WSJ editorial board carried water for the ridiculous Bush government before that. It's been the print equivalent to Tucker Carlson and Sean Hannity for quite some time.
All sides of mainstream media are worthless in my book. Mainstream media is a net negative on society, and it's especially shown now with media trust at record lows.
This isn't just one company or one side of partisan MSM. NYT lied about WMDs in Iraq repeatedly, WaPo lied about a Russian hack of critical US power infrastructure and CNN struggles to tell the truth when telling you the time of day.
What is “mainstream media”? Media that doesn’t fit your biases? Because I constantly hear this “mainstream media” trope from conservatives, but it is only applied to liberal news sources, never RT, Fox, Breitbart, etc.
I’d assume newspapers, radio, and cable—the media with social currency in american society. There is certainly no shortage of criticism to be had from the left, either, so this attitude that “there is only conservative bias in mainstream media” is a little head scratching to me when ever I hear it.
Fox, Breitbart, CNN, MSNBC, New York Times, Washington Post. All of them.
Which of the names that I've just mentioned hasn't made huge, glaring journalistic errors repeatedly?
Even throw in the self-described 'neutral' outlets like NPR, Associated Press and others and you see the same thing. Repeated lies, walkbacks and egregious errors.
I don't know why any person would apologize for corporate media.
All news organizations lie and mislead. This is because all people lie or mislead or misrepresent or exaggerate or fuck up or whathaveyou. I contend that it's not enough to merely establish that certain news organizations have lied, or misled, or made mistakes, or colluded in the past to wholesale reject information from these news sources. Rather it needs to be established that they are flawed at an extraordinary degree relative to other organizations (though I concede that this is far-far-far-far-far easier said than done).
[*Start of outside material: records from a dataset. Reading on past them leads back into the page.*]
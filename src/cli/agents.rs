//! Agent definition and chat command handlers.

use std::sync::Arc;

use anyhow::{bail, Context, Result};
use serde_json::json;
use tracing::warn;

use raido::agent::{AgentFactory, AgentKind, AgentSpec};
use raido::bus::Message;
use raido::cache::RedisCache;
use raido::config::Settings;
use raido::environment::Environment;
use raido::storage::ActivityStore;
use raido::vault::Vault;

use super::AgentsAction;

pub(crate) async fn cmd_agents(action: AgentsAction) -> Result<()> {
    match action {
        AgentsAction::List => cmd_agents_list(),
        AgentsAction::Create {
            name,
            kind,
            provider,
            system_prompt,
        } => cmd_agents_create(&name, &kind, provider, system_prompt),
    }
}

fn cmd_agents_list() -> Result<()> {
    let settings = Settings::from_env()?;
    if !settings.agents_dir.exists() {
        println!("No agent definitions ({} does not exist).", settings.agents_dir.display());
        return Ok(());
    }

    let mut names: Vec<String> = std::fs::read_dir(&settings.agents_dir)
        .with_context(|| format!("Cannot read {}", settings.agents_dir.display()))?
        .filter_map(|entry| entry.ok())
        .map(|entry| entry.path())
        .filter(|path| {
            matches!(
                path.extension().and_then(|e| e.to_str()),
                Some("yaml") | Some("yml")
            )
        })
        .filter_map(|path| path.file_stem().map(|s| s.to_string_lossy().into_owned()))
        .collect();
    names.sort();

    if names.is_empty() {
        println!("No agent definitions in {}.", settings.agents_dir.display());
        return Ok(());
    }
    println!("Agent definitions:");
    for name in names {
        println!("  - {}", name);
    }
    Ok(())
}

fn cmd_agents_create(
    name: &str,
    kind: &str,
    provider: Option<String>,
    system_prompt: Option<String>,
) -> Result<()> {
    let kind = match kind {
        "llm" => AgentKind::Llm,
        "ops" => AgentKind::Ops,
        other => bail!("Unknown agent kind '{}' (expected llm or ops)", other),
    };

    let settings = Settings::from_env()?;
    let spec = AgentSpec {
        kind,
        provider,
        system_prompt,
        ..Default::default()
    };

    let env = Environment::new(settings.agents_dir.clone(), settings.data_dir.clone());
    let path = env.save_agent_spec(name, &spec)?;
    println!("Created agent definition {}", path.display());
    Ok(())
}

pub(crate) async fn cmd_chat(agent_id: &str, message: &str) -> Result<()> {
    let settings = Settings::from_env()?;
    settings.ensure_dirs()?;

    let store = ActivityStore::open(&settings.database_path)?;
    let vault = Arc::new(Vault::open(&settings.data_dir)?);
    let mut factory = AgentFactory::new(settings.clone())
        .with_store(store)
        .with_vault(vault);

    match RedisCache::connect(&settings.redis_url).await {
        Ok(cache) => factory = factory.with_cache(Arc::new(cache)),
        Err(e) => warn!("Response cache disabled: {}", e),
    }

    let env = Environment::new(settings.agents_dir.clone(), settings.data_dir.clone());
    let loaded = env.load_agents(&factory).await?;
    if env.get_agent(agent_id).await.is_none() {
        bail!(
            "Agent '{}' not found ({} definitions loaded from {})",
            agent_id,
            loaded,
            settings.agents_dir.display()
        );
    }

    let envelope = Message::new("cli", agent_id, json!({ "content": message }));
    let response = env.send(envelope).await?;
    match response {
        Some(value) => {
            if let Some(text) = value["response"].as_str() {
                println!("{}", text);
            } else {
                println!("{}", value);
            }
            Ok(())
        }
        None => bail!("Agent '{}' did not accept the message", agent_id),
    }
}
> If the internet wasn't around to fact check the lies of mainstream media in real-time, imagine what they'd be getting away with.
Wasn't there a phrase, "Don't believe everything you read on the Internet"? What if you listen to fact-checkers who themselves cherry-pick and distort? How would you know?
With all that said, there are serious flaws with how news is distributed which can make these human characteristics more pronounced (and I suspect our opinions of the so-called "mainstream media" are actually more similar than they are different), and that we generally ought to use the news to point us toward actual primary sources we can review for ourselves, rather than use the news as a source of anger-pornography (which gets tons of clicks) to bolster our misguided opinions.
As a consumer of sources of information, I'm just trying to make decisions based upon a tiny fraction of an extremely limited amount of information we know about the world around us (which I'd argue the vast majority of what we read isn't particularly helpful).
So what I'm getting at is that I feel that your tone is far too generalized to really be meaningful in any sense.
We are not talking about fallible human beings when news coverage follows the same patter of the companies massive political campaign contributions. When media companies give away millions in order to influence the political environment, they loose the plausible deniability of being a political neutral entity which just happened to create news that follows a specific political direction.
There exist study (I would guess multiple) on the media landscape and which news company leans where and how. Some media companies are explicitly leaning in one direction, others less so. Some claim neutrality, and the study do support the existence of a very small minority that seems to achieve it. It is a subject I would like to see a meta study on in order to get a good estimate on how small the narrow band are of news sources that supply political neutral news.